The election of Israel’s next Prime Minister will not take place during the next (as yet unscheduled) national election. Instead, the selection of Israel’s next leader will most probably occur at the end of this month, on January 31, when the nation’s most powerful political Party—Likud—is scheduled to hold an internal primary.
Observers of the political scene in Israel have good reason to believe that the next national leader will come from Likud because there is simply no other political party with Likud’s reach. The one Party most capable of displacing Likud—Kadima—has actually been falling behind Likud in polls taken over the last six months. After Kadima, the next most powerful party—Yisrael Beiteinu—has approximately half the seats of either Likud or Kadima. In the competition for national leadership, the only game in town is Likud vs Kadima—and right now, with an Israeli electorate becoming increasingly suspicious of a two-state solution just as Kadima repeatedly declares that our only option is a two-state solution, it is no surprise that Likud looks as strong as it does.
The issues facing Likud members who vote in this primary focus on philosophy and preparedness. As of today, there are two major candidates running for head-of-Likud: Benjamin Netanyahu and Moshe Feiglin. Each of these men has a philosophy and a preparedness to be Prime Minister. The differences are stark.Benjamin Netanyahu, as current Prime Minister, is an experienced leader. To use an expression, he ‘knows the drill’. But is he the best man to face what is to come? Odds makers in America currently have Barack Obama as winner of the 2012 US Presidential election—and while that could change, it is the only data Likud voters will have at the end of the month when they vote. How will Mr Obama treat Israel should he win re-election? Conventional wisdom suggests that his behaviour towards Israel will not be especially positive. The two recent instances during which Mr Netanyahu had to cope with a hostile US President suggest that he is not equipped to handle that hostility. In February and March, 2011, after the US vetoed a UN attempt to label Jewish homes in Judea and Samaria as ‘illegal’, Mr Obama’s anger was, according to some American Jewish leaders, shocking. There is evidence to suggest that Mr Netanyahu was bullied at that time, and caved in to that bullying (read the blog essay below found in March 2011, ‘America’s UN veto and Israel’s Benjamin Netanyahu’). In the second incident, in late May 2011, during Mr Netanyahu’s visit to the US, he responded—at first—with honor and courage to Mr Obama’s pressure; but then, upon returning home, appeared again to cave in by offering to accept pre-1967 borders. Re-elected, Mr Obama’s pressure on an Israeli Prime Minister could be too much for a man who has a track record of yielding-under-fire. Mr Netanyahu’s philosophy is to yield to the Left at home, and back-pedal on the international stage. His behaviour suggests that he may not be the best man to lead Israel into an increasingly hostile future. His philosophy-in-action reveals two problems: first, it is not Likud; and second, it has prompted him to back-pedal so much, he has left himself little room to manoeuvre in the face of future international pressure. Worse, he has no philosophic basis upon which to build a determined resistance to pressure. He will therefore continue to melt.

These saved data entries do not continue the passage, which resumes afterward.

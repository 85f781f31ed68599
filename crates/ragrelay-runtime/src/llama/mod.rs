//! llama.cpp server integration: binary resolution, spawning, health.

mod command;
mod health;
mod server_availability;

pub use command::{LlamaServerArgs, ModelSource, spawn_llama_server, spawn_log_readers};
pub use health::{HealthWaitError, check_http_health, wait_for_http_health};
pub use server_availability::{
    LLAMA_SERVER_BINARY, LlamaServerError, LlamaServerResult, resolve_llama_server,
    validate_binary,
};
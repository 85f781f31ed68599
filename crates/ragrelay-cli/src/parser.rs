//! Root CLI structure with global options.

use clap::Parser;

use crate::commands::Commands;

/// Command-line interface for the ragrelay services.
#[derive(Debug, Parser)]
#[command(name = "ragrelay")]
#[command(about = "Run the ragrelay inference or RAG service")]
#[command(version)]
pub struct Cli {
    /// Log filter, e.g. `info` or `ragrelay_axum=debug,info`
    #[arg(long, env = "LOG_LEVEL", default_value = "info", global = true)]
    pub log_level: String,

    #[command(subcommand)]
    pub command: Commands,
}
//! Field types and type-level value cleaning.
//!
//! [`FieldType`] is the closed set of field kinds a form may declare.
//! [`clean_value`] coerces one raw submitted string into a typed
//! [`Value`], applying the type's built-in checks (a `number` must parse, a
//! `date` must be ISO formatted). Declared constraints run afterwards, on
//! the cleaned value.

use serde::{Deserialize, Serialize};

use anvil_forms_storage::Value;

/// The type of a form field.
#[derive(Debug, Clone, Copy, PartialEq, Eq, Serialize, Deserialize)]
#[serde(rename_all = "lowercase")]
pub enum FieldType {
    /// Single-line text. Leading/trailing whitespace is stripped.
    Text,
    /// Multi-line text, kept verbatim.
    Textarea,
    /// An email address.
    Email,
    /// An http(s) URL.
    Url,
    /// An integer or floating-point number.
    Number,
    /// An ISO date (YYYY-MM-DD).
    Date,
    /// A checkbox; truthy inputs are "true", "1", "yes", "on".
    Checkbox,
    /// A field whose valid values come from a resolved choice set.
    Choice,
    /// A hidden value passed through unchanged.
    Hidden,
    /// A file upload; the cleaned value is the submitted filename.
    File,
}

impl FieldType {
    /// Returns the configuration name of this type.
    pub const fn as_str(&self) -> &'static str {
        match self {
            Self::Text => "text",
            Self::Textarea => "textarea",
            Self::Email => "email",
            Self::Url => "url",
            Self::Number => "number",
            Self::Date => "date",
            Self::Checkbox => "checkbox",
            Self::Choice => "choice",
            Self::Hidden => "hidden",
            Self::File => "file",
        }
    }
}

impl std::fmt::Display for FieldType {
    fn fmt(&self, f: &mut std::fmt::Formatter<'_>) -> std::fmt::Result {
        write!(f, "{}", self.as_str())
    }
}

/// Cleans one raw submitted value into a typed [`Value`].
///
/// The pipeline per field:
/// 1. required check (empty or missing input on a required field);
/// 2. type coercion;
/// 3. type-specific built-in checks.
///
/// Returns the cleaned value or the list of error messages. An empty
/// optional field cleans to its `initial` value, or [`Value::Null`].
pub fn clean_value(
    field_type: FieldType,
    raw: Option<&str>,
    required: bool,
    initial: Option<&str>,
) -> Result<Value, Vec<String>> {
    let raw_str = raw.unwrap_or("");
    let is_empty = raw_str.is_empty();

    // Checkboxes are special: browsers omit unchecked boxes entirely
    if field_type == FieldType::Checkbox {
        let checked = matches!(
            raw_str.to_lowercase().as_str(),
            "true" | "1" | "yes" | "on"
        );
        if required && !checked {
            return Err(vec!["This field is required.".to_string()]);
        }
        return Ok(Value::Bool(checked));
    }

    if required && is_empty {
        return Err(vec!["This field is required.".to_string()]);
    }

    if is_empty {
        return Ok(initial.map_or(Value::Null, |v| Value::String(v.to_string())));
    }

    let mut errors = Vec::new();

    let value = match field_type {
        FieldType::Text => Value::String(raw_str.trim().to_string()),
        FieldType::Textarea | FieldType::Hidden | FieldType::Choice | FieldType::File => {
            Value::String(raw_str.to_string())
        }

        FieldType::Email => {
            if !email_like(raw_str) {
                errors.push("Enter a valid email address.".to_string());
            }
            Value::String(raw_str.to_string())
        }

        FieldType::Url => {
            if !(raw_str.starts_with("http://") || raw_str.starts_with("https://")) {
                errors.push("Enter a valid URL.".to_string());
            }
            Value::String(raw_str.to_string())
        }

        FieldType::Number => match raw_str.parse::<i64>() {
            Ok(n) => Value::Int(n),
            Err(_) => match raw_str.parse::<f64>() {
                Ok(n) => Value::Float(n),
                Err(_) => {
                    errors.push("Enter a number.".to_string());
                    Value::Null
                }
            },
        },

        FieldType::Date => match chrono::NaiveDate::parse_from_str(raw_str, "%Y-%m-%d") {
            Ok(d) => Value::Date(d),
            Err(_) => {
                errors.push("Enter a valid date (YYYY-MM-DD).".to_string());
                Value::Null
            }
        },

        FieldType::Checkbox => unreachable!("handled above"),
    };

    if errors.is_empty() {
        Ok(value)
    } else {
        Err(errors)
    }
}

/// Cheap shape check; the `email` constraint does the strict validation.
fn email_like(s: &str) -> bool {
    let Some((local, domain)) = s.split_once('@') else {
        return false;
    };
    !local.is_empty() && domain.contains('.') && !domain.starts_with('.') && !domain.ends_with('.')
}

#[cfg(test)]
mod tests {
    use super::*;

    #[test]
    fn test_text_strips_whitespace() {
        let value = clean_value(FieldType::Text, Some("  Alice  "), true, None).unwrap();
        assert_eq!(value, Value::String("Alice".to_string()));
    }

    #[test]
    fn test_textarea_kept_verbatim() {
        let value = clean_value(FieldType::Textarea, Some("  line\nline  "), true, None).unwrap();
        assert_eq!(value, Value::String("  line\nline  ".to_string()));
    }

    #[test]
    fn test_required_empty() {
        let result = clean_value(FieldType::Text, Some(""), true, None);
        assert_eq!(result.unwrap_err(), vec!["This field is required."]);

        let result = clean_value(FieldType::Text, None, true, None);
        assert!(result.is_err());
    }

    #[test]
    fn test_optional_empty_uses_initial() {
        let value = clean_value(FieldType::Text, Some(""), false, Some("anonymous")).unwrap();
        assert_eq!(value, Value::String("anonymous".to_string()));

        let value = clean_value(FieldType::Text, None, false, None).unwrap();
        assert_eq!(value, Value::Null);
    }

    #[test]
    fn test_email_validation() {
        assert!(clean_value(FieldType::Email, Some("a@b.com"), true, None).is_ok());
        let result = clean_value(FieldType::Email, Some("not-an-email"), true, None);
        assert!(result.unwrap_err()[0].contains("valid email"));
    }

    #[test]
    fn test_url_validation() {
        assert!(clean_value(FieldType::Url, Some("https://example.com"), true, None).is_ok());
        assert!(clean_value(FieldType::Url, Some("example.com"), true, None).is_err());
    }

    #[test]
    fn test_number_coercion() {
        assert_eq!(
            clean_value(FieldType::Number, Some("42"), true, None).unwrap(),
            Value::Int(42)
        );
        assert_eq!(
            clean_value(FieldType::Number, Some("2.5"), true, None).unwrap(),
            Value::Float(2.5)
        );
        assert!(clean_value(FieldType::Number, Some("abc"), true, None).is_err());
    }

    #[test]
    fn test_date_coercion() {
        let value = clean_value(FieldType::Date, Some("2024-01-15"), true, None).unwrap();
        assert!(matches!(value, Value::Date(_)));
        assert!(clean_value(FieldType::Date, Some("15/01/2024"), true, None).is_err());
    }

    #[test]
    fn test_checkbox() {
        for truthy in ["true", "1", "yes", "on", "ON"] {
            assert_eq!(
                clean_value(FieldType::Checkbox, Some(truthy), false, None).unwrap(),
                Value::Bool(true)
            );
        }
        // Browsers omit unchecked boxes entirely
        assert_eq!(
            clean_value(FieldType::Checkbox, None, false, None).unwrap(),
            Value::Bool(false)
        );
    }

    #[test]
    fn test_checkbox_required_must_be_checked() {
        assert!(clean_value(FieldType::Checkbox, None, true, None).is_err());
        assert!(clean_value(FieldType::Checkbox, Some("on"), true, None).is_ok());
    }

    #[test]
    fn test_choice_passes_raw_string() {
        let value = clean_value(FieldType::Choice, Some("gum-tree"), true, None).unwrap();
        assert_eq!(value, Value::String("gum-tree".to_string()));
    }

    #[test]
    fn test_field_type_serde_names() {
        let ft: FieldType = serde_json::from_str("\"textarea\"").unwrap();
        assert_eq!(ft, FieldType::Textarea);
        assert_eq!(FieldType::Choice.to_string(), "choice");
    }
}
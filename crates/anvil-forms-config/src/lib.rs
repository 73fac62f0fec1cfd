//! # anvil-forms-config
//!
//! Per-form configuration for anvil-forms. [`FormsConfig`] is the parsed
//! view of the host's form declarations: for each named form, an ordered
//! list of fields, the declared submission handlers, and the targets those
//! handlers act on. [`FieldOptions`] turns one field's configuration into
//! the finalized options a renderer and the validation step consume,
//! resolving dynamic choices and constraint declarations exactly once.

pub mod constraints;
pub mod fields;
pub mod form;
pub mod options;

pub use constraints::{constraint_rule, ConstraintOptions, ConstraintRule};
pub use fields::{clean_value, FieldType};
pub use form::{
    ContentTarget, DatabaseTarget, FeedbackMessages, FieldConfig, FormConfig, FormsConfig,
    HandlerKind, NotificationConfig, RedirectTarget, UploadPolicy,
};
pub use options::{FieldOptions, ResolvedOptions};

Mr Feiglin, on the other hand, does not have Mr Netanyahu’s experience. Normally, this could be a negative. But here, it is a positive because Mr Netanyahu’s experience has been, essentially, to cave under pressure and to seek succour with Leftists. His behaviour is not Likud-like. Mr Feiglin has no such ‘experience’. His experience is founded upon a philosophy that puts G-d and Israel first. His decisions are based on faith and a clear understanding of what he believes. He has a strong foundation from which to resist international pressure. Mr Netanyahu has no such foundation.The Left in Israel rejects Judea and Samaria. Kadima supports this rejection. Mr Netanyahu is Likud, and the Likud Platform is clear about keeping Judea and Samaria; we should therefore expect that he will defend and protect that land. But by agreeing to 1949 borders as a pre-condition to talks with Abbas, he has instead rejected Likud. Other recent actions reveal his basic truth: he embraces the Left and he will therefore react as a Leftist at the negotiation table. This is what he has done. It is how he acts. It is how he prepares to lead us into the future.
Mr Feiglin has no such liabilities. Read his website postings for 2011. See how he has responded to international and domestic events. Compare those responses with Mr Netanyahu’s.If you are Likud, who should you vote for?